* [Records for the task]:
- Opening Delimiter -

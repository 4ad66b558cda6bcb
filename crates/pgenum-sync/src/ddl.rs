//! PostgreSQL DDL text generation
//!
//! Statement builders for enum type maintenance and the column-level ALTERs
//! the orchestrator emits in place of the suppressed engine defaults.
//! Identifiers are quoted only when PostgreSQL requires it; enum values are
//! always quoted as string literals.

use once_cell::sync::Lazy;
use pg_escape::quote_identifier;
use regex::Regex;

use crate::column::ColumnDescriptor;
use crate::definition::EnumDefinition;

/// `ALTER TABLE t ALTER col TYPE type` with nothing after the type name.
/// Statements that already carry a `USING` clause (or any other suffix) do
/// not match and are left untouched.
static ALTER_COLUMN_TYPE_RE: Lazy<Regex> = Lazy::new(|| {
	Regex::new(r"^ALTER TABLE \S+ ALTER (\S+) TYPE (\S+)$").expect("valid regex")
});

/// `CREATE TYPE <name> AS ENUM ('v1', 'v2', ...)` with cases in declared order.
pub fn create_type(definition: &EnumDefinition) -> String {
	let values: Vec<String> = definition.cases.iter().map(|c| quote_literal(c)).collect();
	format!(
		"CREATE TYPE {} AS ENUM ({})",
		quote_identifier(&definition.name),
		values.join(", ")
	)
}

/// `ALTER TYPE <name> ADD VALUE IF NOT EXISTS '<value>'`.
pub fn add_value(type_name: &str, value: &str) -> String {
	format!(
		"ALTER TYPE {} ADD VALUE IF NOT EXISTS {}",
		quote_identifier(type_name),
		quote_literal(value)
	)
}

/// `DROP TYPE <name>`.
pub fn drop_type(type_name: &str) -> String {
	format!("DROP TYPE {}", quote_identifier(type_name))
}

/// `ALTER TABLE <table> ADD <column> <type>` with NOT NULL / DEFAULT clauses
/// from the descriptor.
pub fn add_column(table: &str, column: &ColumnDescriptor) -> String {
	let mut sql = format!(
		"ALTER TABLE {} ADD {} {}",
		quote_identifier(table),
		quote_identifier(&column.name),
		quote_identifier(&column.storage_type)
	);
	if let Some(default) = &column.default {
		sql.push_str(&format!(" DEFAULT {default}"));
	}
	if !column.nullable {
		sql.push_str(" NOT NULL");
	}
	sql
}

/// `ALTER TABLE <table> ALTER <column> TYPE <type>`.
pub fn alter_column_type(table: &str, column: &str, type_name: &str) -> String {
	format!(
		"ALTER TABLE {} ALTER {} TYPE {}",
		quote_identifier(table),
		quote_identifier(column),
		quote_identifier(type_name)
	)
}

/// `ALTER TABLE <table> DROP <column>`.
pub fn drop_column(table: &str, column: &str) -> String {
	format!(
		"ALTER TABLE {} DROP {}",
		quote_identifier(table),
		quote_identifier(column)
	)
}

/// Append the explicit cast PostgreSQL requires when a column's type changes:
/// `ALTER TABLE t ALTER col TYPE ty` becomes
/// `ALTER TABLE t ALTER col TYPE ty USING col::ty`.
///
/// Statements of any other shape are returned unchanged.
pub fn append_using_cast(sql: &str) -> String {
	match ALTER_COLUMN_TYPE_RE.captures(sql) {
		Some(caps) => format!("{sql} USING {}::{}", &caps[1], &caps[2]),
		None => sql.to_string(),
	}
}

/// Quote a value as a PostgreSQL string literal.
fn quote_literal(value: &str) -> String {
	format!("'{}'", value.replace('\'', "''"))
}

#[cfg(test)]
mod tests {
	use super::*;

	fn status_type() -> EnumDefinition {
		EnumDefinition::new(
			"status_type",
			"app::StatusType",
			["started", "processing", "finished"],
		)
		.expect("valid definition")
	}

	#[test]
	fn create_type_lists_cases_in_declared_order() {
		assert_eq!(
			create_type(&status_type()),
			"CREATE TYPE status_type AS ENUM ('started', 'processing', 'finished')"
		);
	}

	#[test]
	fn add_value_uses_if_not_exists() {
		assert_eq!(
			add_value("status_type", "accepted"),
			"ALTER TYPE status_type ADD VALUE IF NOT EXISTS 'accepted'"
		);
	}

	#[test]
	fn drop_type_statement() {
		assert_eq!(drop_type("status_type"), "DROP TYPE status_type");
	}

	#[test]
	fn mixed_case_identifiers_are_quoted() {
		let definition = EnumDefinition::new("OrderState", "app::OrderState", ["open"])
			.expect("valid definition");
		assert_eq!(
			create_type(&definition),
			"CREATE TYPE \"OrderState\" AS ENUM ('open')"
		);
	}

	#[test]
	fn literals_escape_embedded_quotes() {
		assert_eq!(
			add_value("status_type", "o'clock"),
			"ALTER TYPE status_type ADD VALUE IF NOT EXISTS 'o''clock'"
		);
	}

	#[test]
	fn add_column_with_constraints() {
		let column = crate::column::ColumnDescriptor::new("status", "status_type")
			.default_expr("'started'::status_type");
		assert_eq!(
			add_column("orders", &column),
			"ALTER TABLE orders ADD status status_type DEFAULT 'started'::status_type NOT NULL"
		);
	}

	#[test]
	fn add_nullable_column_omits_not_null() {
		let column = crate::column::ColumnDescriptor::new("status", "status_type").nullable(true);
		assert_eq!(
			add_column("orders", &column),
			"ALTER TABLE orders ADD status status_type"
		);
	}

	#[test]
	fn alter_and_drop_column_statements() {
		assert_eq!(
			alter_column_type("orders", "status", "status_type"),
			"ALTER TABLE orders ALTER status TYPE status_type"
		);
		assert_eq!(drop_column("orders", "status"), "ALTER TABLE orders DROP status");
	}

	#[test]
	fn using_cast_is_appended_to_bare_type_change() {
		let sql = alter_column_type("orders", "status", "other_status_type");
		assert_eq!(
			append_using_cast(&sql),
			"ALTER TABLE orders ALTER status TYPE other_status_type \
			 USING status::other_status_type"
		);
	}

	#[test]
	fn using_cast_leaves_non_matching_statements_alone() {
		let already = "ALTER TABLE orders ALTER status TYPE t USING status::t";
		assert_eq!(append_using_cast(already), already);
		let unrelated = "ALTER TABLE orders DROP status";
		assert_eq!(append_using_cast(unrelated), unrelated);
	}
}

- Closing Delimiter -

* [Task requirements]: Beginning at the first line above, repeat exactly until the line containing "the type name.", which is included.

* [Expected answer]:
repository 4ad66b558cda6bcb
filename crates/pgenum-sync/src/ddl.rs
//! PostgreSQL DDL text generation
//!
//! Statement builders for enum type maintenance and the column-level ALTERs
//! the orchestrator emits in place of the suppressed engine defaults.
//! Identifiers are quoted only when PostgreSQL requires it; enum values are
//! always quoted as string literals.

use once_cell::sync::Lazy;
use pg_escape::quote_identifier;
use regex::Regex;

use crate::column::ColumnDescriptor;
use crate::definition::EnumDefinition;

/// `ALTER TABLE t ALTER col TYPE type` with nothing after the type name.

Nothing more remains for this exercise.